Dataset extract ▸
[Start of section]

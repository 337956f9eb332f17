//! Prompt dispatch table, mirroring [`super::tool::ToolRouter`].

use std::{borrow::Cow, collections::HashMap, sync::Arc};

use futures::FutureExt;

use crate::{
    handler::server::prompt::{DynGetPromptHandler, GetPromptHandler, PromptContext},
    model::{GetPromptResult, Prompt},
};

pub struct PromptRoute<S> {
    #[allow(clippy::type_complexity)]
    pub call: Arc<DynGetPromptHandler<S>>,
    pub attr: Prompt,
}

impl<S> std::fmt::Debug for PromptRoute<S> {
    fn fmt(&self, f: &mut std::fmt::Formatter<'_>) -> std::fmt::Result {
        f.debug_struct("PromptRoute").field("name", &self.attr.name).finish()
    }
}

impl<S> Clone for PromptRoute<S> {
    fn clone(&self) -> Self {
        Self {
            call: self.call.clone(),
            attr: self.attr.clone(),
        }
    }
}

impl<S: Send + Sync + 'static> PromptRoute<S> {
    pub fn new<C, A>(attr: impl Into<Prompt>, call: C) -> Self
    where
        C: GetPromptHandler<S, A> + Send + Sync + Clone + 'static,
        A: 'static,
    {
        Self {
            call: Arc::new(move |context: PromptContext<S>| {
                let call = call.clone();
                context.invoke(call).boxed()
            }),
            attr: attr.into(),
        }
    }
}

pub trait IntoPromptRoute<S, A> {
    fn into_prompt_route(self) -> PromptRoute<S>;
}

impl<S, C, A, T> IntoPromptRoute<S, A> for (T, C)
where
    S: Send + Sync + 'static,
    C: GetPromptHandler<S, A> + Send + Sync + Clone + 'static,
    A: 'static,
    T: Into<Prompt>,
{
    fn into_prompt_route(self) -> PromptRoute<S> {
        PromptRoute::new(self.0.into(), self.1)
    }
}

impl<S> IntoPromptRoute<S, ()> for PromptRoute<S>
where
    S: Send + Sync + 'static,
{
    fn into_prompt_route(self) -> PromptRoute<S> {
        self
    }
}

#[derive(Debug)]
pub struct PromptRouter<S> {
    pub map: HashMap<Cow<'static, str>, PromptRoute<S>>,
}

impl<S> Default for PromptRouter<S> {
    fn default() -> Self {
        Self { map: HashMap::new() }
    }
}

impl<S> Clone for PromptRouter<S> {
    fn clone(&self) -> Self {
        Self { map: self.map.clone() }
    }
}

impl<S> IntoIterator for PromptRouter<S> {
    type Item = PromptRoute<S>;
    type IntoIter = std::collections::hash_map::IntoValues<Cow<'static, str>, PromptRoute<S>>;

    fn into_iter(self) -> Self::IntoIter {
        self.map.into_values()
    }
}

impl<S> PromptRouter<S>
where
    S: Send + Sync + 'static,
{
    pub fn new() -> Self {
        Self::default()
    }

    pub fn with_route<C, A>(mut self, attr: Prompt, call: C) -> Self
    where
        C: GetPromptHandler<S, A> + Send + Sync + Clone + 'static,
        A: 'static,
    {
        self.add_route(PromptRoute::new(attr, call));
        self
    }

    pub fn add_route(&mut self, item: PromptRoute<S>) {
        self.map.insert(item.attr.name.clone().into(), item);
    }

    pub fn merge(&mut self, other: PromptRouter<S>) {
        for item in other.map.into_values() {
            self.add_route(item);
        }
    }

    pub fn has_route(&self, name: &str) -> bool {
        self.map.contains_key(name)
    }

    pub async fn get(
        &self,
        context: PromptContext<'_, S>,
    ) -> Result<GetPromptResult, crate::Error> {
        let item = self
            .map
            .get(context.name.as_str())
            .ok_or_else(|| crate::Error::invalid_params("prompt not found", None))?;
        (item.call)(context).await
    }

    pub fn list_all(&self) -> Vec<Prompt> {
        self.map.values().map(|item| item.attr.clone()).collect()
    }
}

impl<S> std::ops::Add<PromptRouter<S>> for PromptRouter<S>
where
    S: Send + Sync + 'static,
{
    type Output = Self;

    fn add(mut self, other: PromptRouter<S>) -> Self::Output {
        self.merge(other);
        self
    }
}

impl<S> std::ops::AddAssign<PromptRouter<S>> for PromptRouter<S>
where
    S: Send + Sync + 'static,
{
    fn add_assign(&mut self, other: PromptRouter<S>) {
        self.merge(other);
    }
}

[End of section]
[Start of section]

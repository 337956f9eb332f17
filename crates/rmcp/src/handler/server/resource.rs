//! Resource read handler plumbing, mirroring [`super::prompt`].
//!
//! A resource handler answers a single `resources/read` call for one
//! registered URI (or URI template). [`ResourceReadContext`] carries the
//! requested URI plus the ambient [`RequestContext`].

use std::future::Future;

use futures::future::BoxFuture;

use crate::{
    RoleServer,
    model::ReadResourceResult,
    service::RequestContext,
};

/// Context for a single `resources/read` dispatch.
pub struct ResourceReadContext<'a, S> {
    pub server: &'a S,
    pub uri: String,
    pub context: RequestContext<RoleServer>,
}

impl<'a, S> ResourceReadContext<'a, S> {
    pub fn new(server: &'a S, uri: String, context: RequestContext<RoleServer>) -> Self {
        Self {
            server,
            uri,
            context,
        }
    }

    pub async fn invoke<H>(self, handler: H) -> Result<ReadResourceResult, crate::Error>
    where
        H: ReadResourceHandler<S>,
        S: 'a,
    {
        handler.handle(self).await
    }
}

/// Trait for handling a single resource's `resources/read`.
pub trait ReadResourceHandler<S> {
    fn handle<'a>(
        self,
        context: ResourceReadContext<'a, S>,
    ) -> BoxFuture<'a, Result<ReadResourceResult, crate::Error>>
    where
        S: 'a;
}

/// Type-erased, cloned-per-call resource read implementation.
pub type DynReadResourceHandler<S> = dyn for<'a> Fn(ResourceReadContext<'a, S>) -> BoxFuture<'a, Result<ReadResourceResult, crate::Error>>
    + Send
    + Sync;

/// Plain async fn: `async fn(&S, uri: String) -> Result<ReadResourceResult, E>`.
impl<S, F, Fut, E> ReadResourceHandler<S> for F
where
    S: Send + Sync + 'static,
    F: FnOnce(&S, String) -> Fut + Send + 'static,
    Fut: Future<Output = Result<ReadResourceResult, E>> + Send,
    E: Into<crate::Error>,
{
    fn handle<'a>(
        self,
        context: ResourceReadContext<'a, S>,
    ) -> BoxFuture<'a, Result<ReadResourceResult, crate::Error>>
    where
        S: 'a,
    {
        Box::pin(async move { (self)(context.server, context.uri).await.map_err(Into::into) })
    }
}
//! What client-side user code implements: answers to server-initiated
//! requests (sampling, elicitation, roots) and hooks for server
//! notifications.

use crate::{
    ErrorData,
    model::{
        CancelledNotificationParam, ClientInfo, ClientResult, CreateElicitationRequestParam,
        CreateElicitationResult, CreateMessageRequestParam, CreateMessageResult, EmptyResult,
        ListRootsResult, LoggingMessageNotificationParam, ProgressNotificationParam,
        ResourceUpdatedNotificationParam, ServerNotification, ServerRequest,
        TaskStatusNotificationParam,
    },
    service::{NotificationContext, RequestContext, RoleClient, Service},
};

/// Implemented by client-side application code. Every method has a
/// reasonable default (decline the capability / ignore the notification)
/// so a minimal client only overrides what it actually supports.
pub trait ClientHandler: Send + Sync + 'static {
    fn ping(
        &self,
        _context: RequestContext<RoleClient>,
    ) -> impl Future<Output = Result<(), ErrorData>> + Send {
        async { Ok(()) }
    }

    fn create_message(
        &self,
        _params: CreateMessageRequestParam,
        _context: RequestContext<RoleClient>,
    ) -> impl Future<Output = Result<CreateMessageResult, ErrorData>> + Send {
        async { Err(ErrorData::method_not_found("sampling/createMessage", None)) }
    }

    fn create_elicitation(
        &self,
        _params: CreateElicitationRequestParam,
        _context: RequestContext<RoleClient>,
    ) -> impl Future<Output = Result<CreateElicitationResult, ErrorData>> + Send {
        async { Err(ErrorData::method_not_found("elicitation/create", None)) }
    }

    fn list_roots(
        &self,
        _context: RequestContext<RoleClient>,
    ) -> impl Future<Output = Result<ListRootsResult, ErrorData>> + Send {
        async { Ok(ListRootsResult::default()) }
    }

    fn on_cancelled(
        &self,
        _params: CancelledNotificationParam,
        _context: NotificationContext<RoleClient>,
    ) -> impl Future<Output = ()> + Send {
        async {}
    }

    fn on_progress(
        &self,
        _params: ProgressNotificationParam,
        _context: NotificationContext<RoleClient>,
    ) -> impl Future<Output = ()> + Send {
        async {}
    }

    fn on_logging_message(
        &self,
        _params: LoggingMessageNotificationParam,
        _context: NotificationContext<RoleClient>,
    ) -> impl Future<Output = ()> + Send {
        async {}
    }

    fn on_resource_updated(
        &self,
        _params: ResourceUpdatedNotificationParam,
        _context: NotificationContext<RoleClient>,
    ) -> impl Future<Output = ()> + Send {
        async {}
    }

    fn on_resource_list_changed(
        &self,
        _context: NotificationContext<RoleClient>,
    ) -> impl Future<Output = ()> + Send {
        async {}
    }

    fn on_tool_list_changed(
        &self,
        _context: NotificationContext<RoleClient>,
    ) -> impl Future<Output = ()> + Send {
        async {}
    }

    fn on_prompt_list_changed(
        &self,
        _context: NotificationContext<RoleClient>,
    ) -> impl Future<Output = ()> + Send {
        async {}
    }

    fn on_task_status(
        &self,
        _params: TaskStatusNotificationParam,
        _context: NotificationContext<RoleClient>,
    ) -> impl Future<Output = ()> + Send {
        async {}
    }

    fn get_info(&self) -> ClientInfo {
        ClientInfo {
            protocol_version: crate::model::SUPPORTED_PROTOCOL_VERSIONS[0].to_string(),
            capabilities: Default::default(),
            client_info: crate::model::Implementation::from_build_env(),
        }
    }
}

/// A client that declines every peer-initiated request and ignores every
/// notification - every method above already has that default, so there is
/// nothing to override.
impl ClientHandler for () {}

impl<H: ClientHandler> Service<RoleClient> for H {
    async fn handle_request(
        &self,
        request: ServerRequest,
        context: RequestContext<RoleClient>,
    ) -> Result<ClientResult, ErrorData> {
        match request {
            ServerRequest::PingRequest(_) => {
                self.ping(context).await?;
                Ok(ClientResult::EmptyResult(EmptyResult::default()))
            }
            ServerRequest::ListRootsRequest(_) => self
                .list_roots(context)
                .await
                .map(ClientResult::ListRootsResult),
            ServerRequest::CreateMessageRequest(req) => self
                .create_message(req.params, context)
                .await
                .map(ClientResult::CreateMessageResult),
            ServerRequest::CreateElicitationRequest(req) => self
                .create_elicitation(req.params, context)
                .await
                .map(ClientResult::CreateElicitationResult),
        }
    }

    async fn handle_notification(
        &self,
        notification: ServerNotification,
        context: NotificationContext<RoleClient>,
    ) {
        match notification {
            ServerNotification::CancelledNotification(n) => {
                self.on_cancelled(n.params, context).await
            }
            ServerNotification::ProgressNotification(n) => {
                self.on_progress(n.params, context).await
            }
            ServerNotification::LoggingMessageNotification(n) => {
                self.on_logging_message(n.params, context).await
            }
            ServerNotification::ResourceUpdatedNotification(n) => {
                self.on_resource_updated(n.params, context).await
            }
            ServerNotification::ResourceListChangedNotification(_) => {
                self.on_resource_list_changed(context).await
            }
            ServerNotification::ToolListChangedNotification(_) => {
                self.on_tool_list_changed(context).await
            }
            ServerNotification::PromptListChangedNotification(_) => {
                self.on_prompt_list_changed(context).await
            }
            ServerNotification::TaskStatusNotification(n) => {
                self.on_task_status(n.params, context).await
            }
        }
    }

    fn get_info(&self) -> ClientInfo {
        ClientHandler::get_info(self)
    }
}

[End of section]

Your objective ▸ Search the records for the word "IntoPromptRoute". Copy every line that has it.

Answer to the problem ▸
pub trait IntoPromptRoute<S, A> {
impl<S, C, A, T> IntoPromptRoute<S, A> for (T, C)
impl<S> IntoPromptRoute<S, ()> for PromptRoute<S>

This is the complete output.